• _What to do_
Your answer should hold each line of the material that contains the word "total".

• _Supplied entries_
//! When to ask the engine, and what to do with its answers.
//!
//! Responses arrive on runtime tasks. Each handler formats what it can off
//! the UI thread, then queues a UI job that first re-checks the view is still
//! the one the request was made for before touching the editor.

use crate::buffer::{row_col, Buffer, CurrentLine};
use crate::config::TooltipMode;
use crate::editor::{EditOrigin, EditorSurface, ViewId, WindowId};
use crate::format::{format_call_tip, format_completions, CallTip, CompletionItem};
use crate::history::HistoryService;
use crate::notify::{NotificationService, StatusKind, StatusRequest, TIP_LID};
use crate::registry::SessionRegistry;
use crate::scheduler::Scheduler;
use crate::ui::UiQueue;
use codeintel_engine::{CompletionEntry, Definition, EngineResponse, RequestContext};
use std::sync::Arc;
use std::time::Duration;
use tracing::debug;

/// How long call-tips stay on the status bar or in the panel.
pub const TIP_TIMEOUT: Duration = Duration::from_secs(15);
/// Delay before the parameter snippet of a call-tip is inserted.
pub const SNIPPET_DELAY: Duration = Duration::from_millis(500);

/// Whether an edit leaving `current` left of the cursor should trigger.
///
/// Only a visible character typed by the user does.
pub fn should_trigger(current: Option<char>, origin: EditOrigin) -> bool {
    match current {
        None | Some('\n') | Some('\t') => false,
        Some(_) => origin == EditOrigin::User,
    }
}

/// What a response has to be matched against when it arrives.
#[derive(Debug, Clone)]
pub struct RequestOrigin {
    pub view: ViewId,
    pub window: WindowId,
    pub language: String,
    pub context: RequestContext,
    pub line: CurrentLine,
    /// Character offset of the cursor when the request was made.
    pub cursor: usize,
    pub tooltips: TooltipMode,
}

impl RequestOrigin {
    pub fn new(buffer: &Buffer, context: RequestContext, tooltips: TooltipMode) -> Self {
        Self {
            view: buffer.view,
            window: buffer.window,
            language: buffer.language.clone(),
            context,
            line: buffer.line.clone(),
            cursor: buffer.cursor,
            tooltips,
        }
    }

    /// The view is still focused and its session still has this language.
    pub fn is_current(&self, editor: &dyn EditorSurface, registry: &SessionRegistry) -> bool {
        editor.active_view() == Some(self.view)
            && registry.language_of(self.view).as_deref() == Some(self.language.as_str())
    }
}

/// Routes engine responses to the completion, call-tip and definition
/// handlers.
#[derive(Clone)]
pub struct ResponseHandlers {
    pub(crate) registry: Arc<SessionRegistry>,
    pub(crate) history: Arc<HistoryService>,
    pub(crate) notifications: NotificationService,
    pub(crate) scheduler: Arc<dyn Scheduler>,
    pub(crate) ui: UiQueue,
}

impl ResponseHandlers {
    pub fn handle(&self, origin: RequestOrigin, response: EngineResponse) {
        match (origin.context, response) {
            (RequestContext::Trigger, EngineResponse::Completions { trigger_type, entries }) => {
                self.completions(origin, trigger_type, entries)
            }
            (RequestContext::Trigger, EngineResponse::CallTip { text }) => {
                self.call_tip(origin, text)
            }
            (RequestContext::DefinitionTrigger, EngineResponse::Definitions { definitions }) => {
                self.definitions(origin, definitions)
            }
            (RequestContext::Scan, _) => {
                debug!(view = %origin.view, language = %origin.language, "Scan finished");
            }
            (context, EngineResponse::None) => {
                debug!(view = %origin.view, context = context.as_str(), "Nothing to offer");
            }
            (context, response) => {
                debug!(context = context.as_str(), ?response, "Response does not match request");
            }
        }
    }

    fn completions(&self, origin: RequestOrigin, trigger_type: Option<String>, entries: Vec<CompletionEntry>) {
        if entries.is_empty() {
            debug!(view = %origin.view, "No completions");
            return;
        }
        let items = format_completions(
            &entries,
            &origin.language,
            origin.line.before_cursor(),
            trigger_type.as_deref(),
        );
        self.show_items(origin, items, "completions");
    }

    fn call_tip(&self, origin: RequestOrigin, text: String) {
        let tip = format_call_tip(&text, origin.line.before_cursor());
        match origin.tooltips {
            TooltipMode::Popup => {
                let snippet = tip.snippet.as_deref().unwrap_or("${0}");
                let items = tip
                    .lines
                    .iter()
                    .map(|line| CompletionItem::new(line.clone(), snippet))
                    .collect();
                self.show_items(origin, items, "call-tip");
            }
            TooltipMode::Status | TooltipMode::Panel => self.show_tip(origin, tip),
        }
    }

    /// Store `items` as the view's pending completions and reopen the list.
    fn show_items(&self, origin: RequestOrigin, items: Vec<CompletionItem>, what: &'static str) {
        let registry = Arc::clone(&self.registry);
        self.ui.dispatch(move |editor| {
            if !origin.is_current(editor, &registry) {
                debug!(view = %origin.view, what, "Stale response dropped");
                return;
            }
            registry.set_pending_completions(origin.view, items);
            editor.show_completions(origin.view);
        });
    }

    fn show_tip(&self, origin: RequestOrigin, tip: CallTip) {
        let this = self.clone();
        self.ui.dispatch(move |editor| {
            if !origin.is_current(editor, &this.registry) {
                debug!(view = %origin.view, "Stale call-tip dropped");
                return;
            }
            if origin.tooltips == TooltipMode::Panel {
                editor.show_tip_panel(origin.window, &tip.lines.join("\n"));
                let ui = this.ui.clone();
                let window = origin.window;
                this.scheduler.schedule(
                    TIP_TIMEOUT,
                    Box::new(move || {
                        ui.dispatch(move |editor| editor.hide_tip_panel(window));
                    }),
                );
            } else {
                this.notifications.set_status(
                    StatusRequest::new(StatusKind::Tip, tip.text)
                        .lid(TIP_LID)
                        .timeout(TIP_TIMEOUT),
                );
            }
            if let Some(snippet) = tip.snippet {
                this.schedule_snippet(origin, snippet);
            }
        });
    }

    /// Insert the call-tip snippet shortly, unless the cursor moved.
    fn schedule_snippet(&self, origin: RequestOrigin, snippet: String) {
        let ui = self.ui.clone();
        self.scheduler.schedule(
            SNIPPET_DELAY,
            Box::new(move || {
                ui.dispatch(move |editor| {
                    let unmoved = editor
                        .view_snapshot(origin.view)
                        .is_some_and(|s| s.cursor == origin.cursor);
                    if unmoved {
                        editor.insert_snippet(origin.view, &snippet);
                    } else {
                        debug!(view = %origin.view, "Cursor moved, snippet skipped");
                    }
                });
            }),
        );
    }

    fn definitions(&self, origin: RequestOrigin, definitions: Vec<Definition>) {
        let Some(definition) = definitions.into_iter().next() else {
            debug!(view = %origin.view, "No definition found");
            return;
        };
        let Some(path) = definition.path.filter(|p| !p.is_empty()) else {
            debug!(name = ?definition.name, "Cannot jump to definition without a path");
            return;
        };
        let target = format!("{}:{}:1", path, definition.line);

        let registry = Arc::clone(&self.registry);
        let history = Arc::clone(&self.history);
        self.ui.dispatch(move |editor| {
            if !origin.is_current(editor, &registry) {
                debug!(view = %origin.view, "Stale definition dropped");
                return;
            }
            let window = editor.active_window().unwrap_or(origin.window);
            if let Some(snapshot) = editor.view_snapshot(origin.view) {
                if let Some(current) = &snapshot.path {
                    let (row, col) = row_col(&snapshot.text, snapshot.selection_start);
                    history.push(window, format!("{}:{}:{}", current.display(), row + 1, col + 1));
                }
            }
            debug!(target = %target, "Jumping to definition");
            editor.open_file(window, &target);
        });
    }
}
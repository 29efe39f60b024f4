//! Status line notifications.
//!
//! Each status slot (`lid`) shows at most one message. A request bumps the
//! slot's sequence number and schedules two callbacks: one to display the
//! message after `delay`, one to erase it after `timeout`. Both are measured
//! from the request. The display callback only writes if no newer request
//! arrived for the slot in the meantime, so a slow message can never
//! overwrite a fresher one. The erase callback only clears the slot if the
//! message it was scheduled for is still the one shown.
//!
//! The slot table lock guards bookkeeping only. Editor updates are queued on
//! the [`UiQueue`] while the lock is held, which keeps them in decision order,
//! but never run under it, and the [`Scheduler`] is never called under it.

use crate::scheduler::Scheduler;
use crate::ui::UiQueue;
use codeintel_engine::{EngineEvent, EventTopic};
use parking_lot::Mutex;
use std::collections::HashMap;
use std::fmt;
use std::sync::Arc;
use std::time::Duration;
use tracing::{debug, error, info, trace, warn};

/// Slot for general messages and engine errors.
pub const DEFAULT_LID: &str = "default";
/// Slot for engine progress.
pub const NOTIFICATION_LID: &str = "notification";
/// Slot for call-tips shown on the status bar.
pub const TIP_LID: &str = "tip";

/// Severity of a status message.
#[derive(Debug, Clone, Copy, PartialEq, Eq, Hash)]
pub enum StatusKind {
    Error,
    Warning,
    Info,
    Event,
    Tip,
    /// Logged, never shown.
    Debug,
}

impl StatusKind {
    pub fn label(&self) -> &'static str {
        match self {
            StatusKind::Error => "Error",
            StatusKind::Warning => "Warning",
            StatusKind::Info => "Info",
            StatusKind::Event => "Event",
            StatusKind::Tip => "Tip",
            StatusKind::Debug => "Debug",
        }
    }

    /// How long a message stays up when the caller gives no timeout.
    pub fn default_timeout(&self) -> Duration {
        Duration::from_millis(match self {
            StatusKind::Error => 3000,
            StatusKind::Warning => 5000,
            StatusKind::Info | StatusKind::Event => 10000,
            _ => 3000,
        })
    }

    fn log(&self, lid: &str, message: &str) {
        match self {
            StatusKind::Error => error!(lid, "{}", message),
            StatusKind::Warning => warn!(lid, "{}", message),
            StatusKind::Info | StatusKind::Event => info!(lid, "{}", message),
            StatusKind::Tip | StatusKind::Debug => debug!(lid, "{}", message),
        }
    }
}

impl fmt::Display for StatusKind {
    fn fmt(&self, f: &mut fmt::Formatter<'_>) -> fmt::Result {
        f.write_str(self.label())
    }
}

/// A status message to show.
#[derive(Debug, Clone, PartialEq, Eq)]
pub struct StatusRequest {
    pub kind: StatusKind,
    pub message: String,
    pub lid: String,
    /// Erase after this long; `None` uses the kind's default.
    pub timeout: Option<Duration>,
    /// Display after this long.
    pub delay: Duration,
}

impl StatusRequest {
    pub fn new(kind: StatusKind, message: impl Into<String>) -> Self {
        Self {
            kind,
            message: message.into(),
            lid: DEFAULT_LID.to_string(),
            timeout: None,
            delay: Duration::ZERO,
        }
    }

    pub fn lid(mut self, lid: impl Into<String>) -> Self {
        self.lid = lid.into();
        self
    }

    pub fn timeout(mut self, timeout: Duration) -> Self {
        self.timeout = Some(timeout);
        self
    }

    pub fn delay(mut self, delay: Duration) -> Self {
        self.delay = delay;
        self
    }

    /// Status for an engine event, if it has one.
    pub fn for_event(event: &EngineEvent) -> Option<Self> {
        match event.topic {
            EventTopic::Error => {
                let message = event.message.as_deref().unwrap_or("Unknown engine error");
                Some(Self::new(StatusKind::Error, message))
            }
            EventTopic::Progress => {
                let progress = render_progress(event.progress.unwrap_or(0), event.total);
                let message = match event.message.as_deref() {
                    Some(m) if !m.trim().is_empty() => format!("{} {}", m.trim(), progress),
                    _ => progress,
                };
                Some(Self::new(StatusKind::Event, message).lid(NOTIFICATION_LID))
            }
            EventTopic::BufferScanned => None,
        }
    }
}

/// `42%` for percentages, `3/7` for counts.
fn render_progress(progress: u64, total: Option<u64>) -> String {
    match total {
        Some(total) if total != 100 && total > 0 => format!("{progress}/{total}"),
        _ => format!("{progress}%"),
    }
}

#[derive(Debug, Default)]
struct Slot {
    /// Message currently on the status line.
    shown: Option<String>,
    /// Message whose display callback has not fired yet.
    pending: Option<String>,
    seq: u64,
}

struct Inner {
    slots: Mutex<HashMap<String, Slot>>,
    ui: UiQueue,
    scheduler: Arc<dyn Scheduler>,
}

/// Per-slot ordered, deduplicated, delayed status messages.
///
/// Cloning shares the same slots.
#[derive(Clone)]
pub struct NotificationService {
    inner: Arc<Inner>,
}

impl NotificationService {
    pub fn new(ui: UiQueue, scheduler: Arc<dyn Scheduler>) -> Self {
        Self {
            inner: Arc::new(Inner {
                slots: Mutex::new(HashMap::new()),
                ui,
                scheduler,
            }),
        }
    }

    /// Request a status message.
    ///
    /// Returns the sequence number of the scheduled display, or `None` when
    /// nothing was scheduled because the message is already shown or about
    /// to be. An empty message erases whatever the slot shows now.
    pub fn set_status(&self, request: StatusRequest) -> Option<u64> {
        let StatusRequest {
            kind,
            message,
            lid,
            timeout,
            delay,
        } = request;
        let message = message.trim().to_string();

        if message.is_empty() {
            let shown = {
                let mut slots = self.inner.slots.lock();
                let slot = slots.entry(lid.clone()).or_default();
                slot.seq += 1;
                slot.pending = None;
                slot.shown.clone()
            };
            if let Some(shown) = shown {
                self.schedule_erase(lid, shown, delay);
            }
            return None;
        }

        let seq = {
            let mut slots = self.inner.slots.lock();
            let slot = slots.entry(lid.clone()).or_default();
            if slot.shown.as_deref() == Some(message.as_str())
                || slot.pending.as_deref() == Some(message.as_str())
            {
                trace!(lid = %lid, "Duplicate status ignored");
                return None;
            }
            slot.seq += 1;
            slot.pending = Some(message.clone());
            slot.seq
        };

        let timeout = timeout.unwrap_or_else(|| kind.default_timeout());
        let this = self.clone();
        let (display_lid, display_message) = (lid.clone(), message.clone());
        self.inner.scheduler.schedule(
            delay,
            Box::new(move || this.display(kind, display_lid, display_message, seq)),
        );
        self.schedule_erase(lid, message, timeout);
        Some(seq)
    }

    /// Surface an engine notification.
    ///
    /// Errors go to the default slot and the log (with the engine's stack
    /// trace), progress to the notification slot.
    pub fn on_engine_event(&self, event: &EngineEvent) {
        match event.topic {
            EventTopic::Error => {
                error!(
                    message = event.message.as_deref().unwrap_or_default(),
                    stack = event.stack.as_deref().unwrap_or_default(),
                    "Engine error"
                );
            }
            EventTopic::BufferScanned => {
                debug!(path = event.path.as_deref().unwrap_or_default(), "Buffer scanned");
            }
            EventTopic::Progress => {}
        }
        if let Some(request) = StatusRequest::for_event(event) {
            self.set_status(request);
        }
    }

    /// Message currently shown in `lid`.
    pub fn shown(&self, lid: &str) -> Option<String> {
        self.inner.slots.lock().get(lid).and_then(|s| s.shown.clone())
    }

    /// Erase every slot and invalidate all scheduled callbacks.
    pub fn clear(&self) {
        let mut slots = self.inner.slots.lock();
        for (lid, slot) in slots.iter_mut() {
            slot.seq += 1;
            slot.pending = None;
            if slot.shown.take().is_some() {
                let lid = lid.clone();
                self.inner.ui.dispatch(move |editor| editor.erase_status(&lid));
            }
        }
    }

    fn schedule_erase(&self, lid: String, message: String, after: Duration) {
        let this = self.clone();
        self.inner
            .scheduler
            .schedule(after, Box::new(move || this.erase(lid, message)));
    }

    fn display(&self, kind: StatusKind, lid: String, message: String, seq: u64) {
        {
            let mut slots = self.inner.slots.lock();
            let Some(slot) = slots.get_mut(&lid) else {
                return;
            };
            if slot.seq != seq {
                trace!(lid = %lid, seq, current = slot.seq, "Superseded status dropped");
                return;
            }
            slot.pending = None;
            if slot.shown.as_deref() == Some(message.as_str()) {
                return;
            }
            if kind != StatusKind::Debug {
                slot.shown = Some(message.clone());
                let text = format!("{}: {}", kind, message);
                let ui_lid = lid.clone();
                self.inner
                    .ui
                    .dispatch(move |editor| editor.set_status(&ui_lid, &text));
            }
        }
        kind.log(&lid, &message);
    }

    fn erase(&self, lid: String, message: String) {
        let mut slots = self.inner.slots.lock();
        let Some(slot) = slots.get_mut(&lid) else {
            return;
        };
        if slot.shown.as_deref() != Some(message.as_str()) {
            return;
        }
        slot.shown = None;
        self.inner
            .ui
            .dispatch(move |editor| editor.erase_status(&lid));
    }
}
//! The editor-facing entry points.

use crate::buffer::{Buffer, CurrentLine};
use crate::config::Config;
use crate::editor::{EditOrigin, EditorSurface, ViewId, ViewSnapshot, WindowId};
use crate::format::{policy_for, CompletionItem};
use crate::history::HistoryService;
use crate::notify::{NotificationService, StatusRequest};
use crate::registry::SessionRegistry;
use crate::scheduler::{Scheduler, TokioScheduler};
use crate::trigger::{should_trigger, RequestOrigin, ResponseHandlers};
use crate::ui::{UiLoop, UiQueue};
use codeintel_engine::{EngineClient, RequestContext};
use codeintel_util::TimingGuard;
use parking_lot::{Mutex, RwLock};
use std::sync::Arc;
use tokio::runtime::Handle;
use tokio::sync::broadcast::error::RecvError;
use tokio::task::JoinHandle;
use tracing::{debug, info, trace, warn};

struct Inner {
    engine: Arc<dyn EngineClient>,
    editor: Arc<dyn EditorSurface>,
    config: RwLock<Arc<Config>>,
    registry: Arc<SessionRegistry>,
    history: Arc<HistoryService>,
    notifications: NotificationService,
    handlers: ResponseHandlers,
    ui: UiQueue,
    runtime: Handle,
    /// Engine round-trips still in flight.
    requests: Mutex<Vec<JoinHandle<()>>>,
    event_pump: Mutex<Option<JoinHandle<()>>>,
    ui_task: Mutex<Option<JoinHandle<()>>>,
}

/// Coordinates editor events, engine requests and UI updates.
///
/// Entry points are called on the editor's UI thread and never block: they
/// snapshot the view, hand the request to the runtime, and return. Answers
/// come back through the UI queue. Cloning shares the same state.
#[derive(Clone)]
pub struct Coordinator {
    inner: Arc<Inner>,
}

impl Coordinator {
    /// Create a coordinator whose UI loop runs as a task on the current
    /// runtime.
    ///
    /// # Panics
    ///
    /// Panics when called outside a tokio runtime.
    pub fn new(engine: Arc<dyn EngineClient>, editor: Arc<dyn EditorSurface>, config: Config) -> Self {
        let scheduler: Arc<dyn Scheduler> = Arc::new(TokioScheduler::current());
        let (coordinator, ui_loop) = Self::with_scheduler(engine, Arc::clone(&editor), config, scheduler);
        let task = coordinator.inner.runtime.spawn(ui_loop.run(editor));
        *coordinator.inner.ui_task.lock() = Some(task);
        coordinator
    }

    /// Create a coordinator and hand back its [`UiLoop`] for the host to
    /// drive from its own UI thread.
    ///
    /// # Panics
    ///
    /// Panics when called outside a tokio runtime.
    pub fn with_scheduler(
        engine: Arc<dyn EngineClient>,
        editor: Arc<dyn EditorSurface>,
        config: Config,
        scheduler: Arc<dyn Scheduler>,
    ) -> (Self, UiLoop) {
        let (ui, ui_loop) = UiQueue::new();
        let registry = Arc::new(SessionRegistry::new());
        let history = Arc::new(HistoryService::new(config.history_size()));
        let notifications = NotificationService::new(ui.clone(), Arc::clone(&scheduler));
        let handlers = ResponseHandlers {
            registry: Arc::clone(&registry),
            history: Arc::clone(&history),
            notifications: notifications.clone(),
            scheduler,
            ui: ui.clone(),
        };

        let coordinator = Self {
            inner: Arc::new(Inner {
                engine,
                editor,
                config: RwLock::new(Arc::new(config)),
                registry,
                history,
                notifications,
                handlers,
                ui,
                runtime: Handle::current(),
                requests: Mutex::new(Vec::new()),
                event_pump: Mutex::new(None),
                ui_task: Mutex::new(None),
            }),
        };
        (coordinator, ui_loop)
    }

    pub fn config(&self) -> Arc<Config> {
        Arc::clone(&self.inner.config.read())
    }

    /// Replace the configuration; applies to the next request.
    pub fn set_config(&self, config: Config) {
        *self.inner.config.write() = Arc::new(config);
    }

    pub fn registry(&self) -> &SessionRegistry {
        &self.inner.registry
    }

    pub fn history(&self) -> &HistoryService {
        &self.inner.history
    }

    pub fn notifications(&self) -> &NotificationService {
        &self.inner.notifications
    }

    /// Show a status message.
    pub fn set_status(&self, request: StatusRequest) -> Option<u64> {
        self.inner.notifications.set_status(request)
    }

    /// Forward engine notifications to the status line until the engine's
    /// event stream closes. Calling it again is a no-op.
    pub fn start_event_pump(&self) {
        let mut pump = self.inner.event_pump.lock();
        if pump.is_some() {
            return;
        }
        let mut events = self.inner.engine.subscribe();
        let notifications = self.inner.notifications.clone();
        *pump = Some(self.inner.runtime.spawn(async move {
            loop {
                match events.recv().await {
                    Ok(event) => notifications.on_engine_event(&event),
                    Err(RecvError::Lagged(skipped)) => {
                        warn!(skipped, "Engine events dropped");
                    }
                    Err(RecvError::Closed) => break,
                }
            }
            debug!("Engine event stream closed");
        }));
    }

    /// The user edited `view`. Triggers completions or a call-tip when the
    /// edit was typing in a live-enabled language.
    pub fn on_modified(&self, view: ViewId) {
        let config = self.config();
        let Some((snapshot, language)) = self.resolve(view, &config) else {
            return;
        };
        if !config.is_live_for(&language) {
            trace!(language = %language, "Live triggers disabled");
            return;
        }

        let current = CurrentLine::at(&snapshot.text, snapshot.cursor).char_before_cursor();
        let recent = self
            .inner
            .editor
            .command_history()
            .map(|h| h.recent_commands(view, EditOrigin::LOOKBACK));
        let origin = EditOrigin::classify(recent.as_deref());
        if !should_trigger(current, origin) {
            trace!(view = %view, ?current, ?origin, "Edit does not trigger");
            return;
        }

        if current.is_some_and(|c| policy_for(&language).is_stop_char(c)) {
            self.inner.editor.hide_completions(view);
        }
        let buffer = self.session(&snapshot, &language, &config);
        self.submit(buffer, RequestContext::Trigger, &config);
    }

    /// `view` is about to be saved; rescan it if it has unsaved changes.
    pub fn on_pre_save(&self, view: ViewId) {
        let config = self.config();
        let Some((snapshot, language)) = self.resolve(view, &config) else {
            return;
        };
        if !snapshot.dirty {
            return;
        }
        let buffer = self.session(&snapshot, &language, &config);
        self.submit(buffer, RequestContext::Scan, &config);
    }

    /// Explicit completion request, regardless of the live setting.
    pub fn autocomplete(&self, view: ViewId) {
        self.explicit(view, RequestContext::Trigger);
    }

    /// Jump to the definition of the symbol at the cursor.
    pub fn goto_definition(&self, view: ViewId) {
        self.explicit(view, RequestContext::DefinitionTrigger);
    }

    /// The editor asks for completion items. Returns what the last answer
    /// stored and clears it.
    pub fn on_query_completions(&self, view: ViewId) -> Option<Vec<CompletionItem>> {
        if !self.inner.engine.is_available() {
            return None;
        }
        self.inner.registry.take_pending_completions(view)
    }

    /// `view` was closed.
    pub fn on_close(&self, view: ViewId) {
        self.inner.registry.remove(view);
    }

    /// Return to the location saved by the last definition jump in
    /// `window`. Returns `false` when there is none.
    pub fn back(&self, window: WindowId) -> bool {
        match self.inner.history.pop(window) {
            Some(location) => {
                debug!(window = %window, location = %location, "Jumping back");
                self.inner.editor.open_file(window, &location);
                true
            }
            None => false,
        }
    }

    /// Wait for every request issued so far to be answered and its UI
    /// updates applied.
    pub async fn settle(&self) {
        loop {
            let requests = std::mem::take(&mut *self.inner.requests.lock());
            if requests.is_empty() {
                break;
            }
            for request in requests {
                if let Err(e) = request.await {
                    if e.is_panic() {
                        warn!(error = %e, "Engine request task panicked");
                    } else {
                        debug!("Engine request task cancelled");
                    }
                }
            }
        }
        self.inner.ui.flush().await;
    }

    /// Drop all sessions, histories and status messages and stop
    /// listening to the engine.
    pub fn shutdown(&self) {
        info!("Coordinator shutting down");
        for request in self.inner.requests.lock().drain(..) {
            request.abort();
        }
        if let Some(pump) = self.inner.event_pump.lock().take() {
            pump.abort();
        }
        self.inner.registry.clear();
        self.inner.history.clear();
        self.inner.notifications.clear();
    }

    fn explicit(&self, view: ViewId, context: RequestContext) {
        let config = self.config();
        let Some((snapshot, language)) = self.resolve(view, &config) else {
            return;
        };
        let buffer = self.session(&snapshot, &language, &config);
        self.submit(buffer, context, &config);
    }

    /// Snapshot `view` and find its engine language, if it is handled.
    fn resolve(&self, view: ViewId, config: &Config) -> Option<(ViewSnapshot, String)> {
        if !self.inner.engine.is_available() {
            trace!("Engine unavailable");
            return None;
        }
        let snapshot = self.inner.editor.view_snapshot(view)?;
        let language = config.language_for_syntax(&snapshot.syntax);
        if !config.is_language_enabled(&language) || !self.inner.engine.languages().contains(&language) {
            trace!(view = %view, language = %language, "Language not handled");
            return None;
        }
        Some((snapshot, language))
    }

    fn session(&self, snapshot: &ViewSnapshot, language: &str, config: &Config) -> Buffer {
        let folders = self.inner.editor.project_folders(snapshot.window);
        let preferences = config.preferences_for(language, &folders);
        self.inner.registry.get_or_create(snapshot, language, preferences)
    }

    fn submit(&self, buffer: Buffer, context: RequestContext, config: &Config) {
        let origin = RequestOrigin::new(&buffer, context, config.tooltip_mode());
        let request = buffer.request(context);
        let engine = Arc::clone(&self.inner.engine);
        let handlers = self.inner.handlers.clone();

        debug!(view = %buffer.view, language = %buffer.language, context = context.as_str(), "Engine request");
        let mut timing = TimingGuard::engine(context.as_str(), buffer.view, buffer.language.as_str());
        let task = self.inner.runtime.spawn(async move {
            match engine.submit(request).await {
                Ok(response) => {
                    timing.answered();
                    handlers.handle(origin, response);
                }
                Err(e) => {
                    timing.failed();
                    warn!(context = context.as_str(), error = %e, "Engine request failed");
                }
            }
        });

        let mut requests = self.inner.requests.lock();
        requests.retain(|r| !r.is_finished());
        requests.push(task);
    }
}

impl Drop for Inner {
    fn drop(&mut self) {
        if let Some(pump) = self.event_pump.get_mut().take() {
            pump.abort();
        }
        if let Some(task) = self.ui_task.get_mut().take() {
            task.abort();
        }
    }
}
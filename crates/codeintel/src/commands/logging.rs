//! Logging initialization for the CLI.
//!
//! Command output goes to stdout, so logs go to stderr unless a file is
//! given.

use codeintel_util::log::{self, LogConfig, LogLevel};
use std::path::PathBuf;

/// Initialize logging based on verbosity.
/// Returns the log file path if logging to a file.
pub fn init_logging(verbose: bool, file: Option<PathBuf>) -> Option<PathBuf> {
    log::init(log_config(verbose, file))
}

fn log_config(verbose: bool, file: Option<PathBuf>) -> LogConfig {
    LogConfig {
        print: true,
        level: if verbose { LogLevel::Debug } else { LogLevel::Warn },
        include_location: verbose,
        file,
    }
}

• _Exercise result_
                let progress = render_progress(event.progress.unwrap_or(0), event.total);
fn render_progress(progress: u64, total: Option<u64>) -> String {
    match total {
        Some(total) if total != 100 && total > 0 => format!("{progress}/{total}"),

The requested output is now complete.